Quattro anni dopo il 10 Aprile

Scesi dal traghetto con un’aria spaesata: il viaggio in nave mi aveva scombussolato parecchio, e mi sentivo lo stomaco ristretto. Decisi di fermarmi in un bar vicino al porto: era un locale antiquato, puzzava di tabacco e i tavoli erano messi a casaccio, con sedie di diverso tipo qui e là. 

“Un caffè, perfavore” dissi distrattamente al barista, un ragazzotto smilzo, con un grembiule nero e un’espressione vacua. 

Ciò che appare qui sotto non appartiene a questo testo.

// Turns warp rejections into JSON error replies

use std::convert::Infallible;
use tracing::error;
use warp::http::StatusCode;
use warp::reject::{
    InvalidHeader, InvalidQuery, LengthRequired, MethodNotAllowed, MissingHeader, PayloadTooLarge,
};
use warp::reply::Response;
use warp::Rejection;

use super::error_reply;

pub async fn handle_rejection(err: Rejection) -> Result<Response, Infallible> {
    let (status, message) = if err.is_not_found() {
        (StatusCode::NOT_FOUND, "Not found")
    } else if err.find::<PayloadTooLarge>().is_some() {
        (StatusCode::PAYLOAD_TOO_LARGE, "Request body too large")
    } else if err.find::<LengthRequired>().is_some() {
        (StatusCode::LENGTH_REQUIRED, "Content-Length is required")
    } else if err.find::<InvalidHeader>().is_some() || err.find::<MissingHeader>().is_some() {
        (StatusCode::BAD_REQUEST, "Invalid request headers")
    } else if err.find::<InvalidQuery>().is_some() {
        (StatusCode::BAD_REQUEST, "Invalid query string")
    } else if err.find::<MethodNotAllowed>().is_some() {
        (StatusCode::METHOD_NOT_ALLOWED, "Method not allowed")
    } else if err.find::<warp::cors::CorsForbidden>().is_some() {
        (StatusCode::FORBIDDEN, "Origin not allowed")
    } else {
        error!(rejection = ?err, "Unhandled rejection");
        (StatusCode::INTERNAL_SERVER_ERROR, "Internal server error")
    };

    Ok(error_reply(status, message))
}
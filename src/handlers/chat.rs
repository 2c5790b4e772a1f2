// POST /api/chat handler

use bytes::Bytes;
use futures_util::stream::StreamExt;
use std::convert::Infallible;
use sync_wrapper::SyncStream;
use tracing::{info, warn};
use warp::http::header::RETRY_AFTER;
use warp::http::{HeaderMap, HeaderValue};
use warp::reply::{Reply, Response};

use super::error_reply;
use crate::chat::{FrameStream, RelayError};
use crate::models::RelayFrame;
use crate::sse::{create_done_event, create_error_event, create_fragment_event};
use crate::state::AppState;

pub const FORWARDED_FOR: &str = "x-forwarded-for";

/// Key used when the request carries no forwarding header
pub const ANONYMOUS_CLIENT: &str = "anonymous";

/// Rate-limit key: the first `X-Forwarded-For` entry, trimmed
pub fn client_key(forwarded_for: Option<&str>) -> String {
    forwarded_for
        .and_then(|value| value.split(',').next())
        .map(str::trim)
        .filter(|first| !first.is_empty())
        .unwrap_or(ANONYMOUS_CLIENT)
        .to_string()
}

pub async fn chat_handler(
    headers: HeaderMap,
    body: Bytes,
    state: AppState,
) -> Result<Response, Infallible> {
    // Non-UTF-8 forwarding headers count as absent
    let forwarded_for = headers.get(FORWARDED_FOR).and_then(|v| v.to_str().ok());
    let client = client_key(forwarded_for);
    info!(client = %client, bytes = body.len(), "POST /api/chat");

    match state.relay.handle(&client, &body).await {
        Ok(frames) => Ok(event_stream_reply(frames)),
        Err(e) => {
            warn!(client = %client, category = e.category(), error = %e, "Chat request failed");
            Ok(relay_error_reply(&e))
        }
    }
}

fn event_stream_reply(frames: FrameStream) -> Response {
    let events = frames.map(|frame| match frame {
        RelayFrame::Fragment(text) => create_fragment_event(&text),
        RelayFrame::Done => create_done_event(),
        RelayFrame::Error(message) => create_error_event(&message),
    });

    // The body stream must be Sync; the upstream stays owned by the response
    warp::sse::reply(warp::sse::keep_alive().stream(SyncStream::new(events))).into_response()
}

/// JSON error with `Retry-After` when the category carries a hint
pub fn relay_error_reply(err: &RelayError) -> Response {
    let mut response = error_reply(err.status(), err.to_string());
    if let Some(secs) = err.retry_after_secs() {
        response
            .headers_mut()
            .insert(RETRY_AFTER, HeaderValue::from(secs));
    }
    response
}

Il ragazzotto si mosse dietro al bancone, riempì di caffè il manicotto della macchinetta e fece partire il tutto, servendomi distrattamente l’espresso in una tazzina bianca, con piattino e cucchiaino. Trangugiai il caffè con un solo sorso, pagai la consumazione, poi mi diressi fuori e cercai un taxi. La giornata era particolarmente serena, e il primo caldo cominciava a insinuarsi nel clima invernale di qualche giorno prima. Porto Luna era una città caotica, intricata e priva di qualsiasi tranquillità: a differenza di dove stavo per recarmi, non si poteva trovare luogo in quel posto in cui non ci fosse rumore. 

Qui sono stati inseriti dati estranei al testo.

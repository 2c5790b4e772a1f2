//! Chat relay between the site's visitors and the upstream model

pub mod error;
pub mod prompt;
pub mod rate_limit;
pub mod relay;
pub mod sanitize;

pub use error::RelayError;
pub use rate_limit::{RateLimitDecision, RateLimiter};
pub use relay::{ChatRelay, FrameStream, RelaySettings};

Riuscii a trovare un taxi libero e mi infilai dentro la vettura. 

“Può portarmi a Campo Rosso, perfavore?”

“Certo signorina, ha un riferimento in particolare?”

“Montelusa, Via dei Giardini” dissi tranquillamente. 

Il tassista fece partire il tachimetro e mise in moto, verso la mia destinazione. Quel paesino di cui avevo sentito parlare come un posto pieno di vita, ora mi sembrava solo un ricordo grigio, come una fotografia strappata a metà. Avevo bisogno di rimetterci piede, dopo quattro lunghi anni. Avevo bisogno di capire e di ricominciare da lì, dove la vita mi aveva spezzato. Mi era servito tempo per guarire: avevo visto tutti i medici e tutti gli psicologi possibili. Ero riuscita a costruirmi una nuova vita nonostante tutto. Ma a quella vita mancava un pezzo. E io ero decisa a riprendermelo. 

Dopo circa mezz’ora arrivai a Montelusa: gli oleandri aprivano ancora la strada per arrivarci, e il loro profumo inondava tutta la zona, il che faceva parte dell’atmosfera di pace che trasmetteva il posto. Ma per me, che in quel posto avevo lasciato un pezzo del mio passato, quel profumo era come un pugnale infilato nella carne. Sentii gli occhi inumidirsi.

“Tutto bene signorina?” mi chiese il tassista, notando il mio cambio di umore. 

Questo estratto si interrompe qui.